With the publication of a book he wrote in 2016 entitled "Glory in the Face" (now available electronically and in paperback from Amazon.ca, and other online venders), Mike has just launched a new website, which will serve as a sort of scrapbook for readers of the book, with relevant background photos, for example, of That Last Final Solo Canoe Trip in May, 2011, as well as additional information about the book, and--coming soon--a new set of blog posts, mostly about the peace of God and the joy of the Lord and the face of Christ and the strength to face anything. You'll find the new website now at www.gloryintheface.com.
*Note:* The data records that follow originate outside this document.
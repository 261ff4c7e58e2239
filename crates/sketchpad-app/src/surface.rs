//! Headless rendering surface.

use sketchpad_core::{DocumentStore, ElementId, Surface};

/// A surface that logs repaints instead of painting.
#[derive(Debug, Default)]
pub struct LogSurface {
    /// Number of repaint requests received.
    pub frames: usize,
    /// Points in the most recent stroke preview, zero once the stroke ends.
    pub preview_points: usize,
}

impl Surface for LogSurface {
    fn invalidate(&mut self, document: &DocumentStore, preview: Option<&[f64]>) {
        self.frames += 1;
        self.preview_points = preview.map_or(0, |coords| coords.len() / 2);
        log::trace!(
            "Frame {}: {} element(s), selection {:?}, preview {} point(s)",
            self.frames,
            document.len(),
            document.selected_id().map(ElementId::as_str),
            self.preview_points
        );
        for layer in document.layers() {
            log::trace!(
                "  {} {} visible={} selected={}",
                layer.id,
                layer.label,
                layer.visible,
                layer.selected
            );
        }
    }

    fn reset_transform(&mut self, id: &ElementId) {
        log::trace!("Reset transform handle of {}", id);
    }
}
They say that no two snowflakes are alike. I don’t know that they are right about that, but then I don’t know that they are wrong. (I also don’t know who “they” are.) But I think that, in some ways, snowflake-like, I am one of a kind. For example, I think that I might be the only person in the whole world who regularly goes running with his iPod playing Handel’s “Messiah.” If I’m not unique in this, I might still be unique in that I run with “The Messiah” on SHUFFLE.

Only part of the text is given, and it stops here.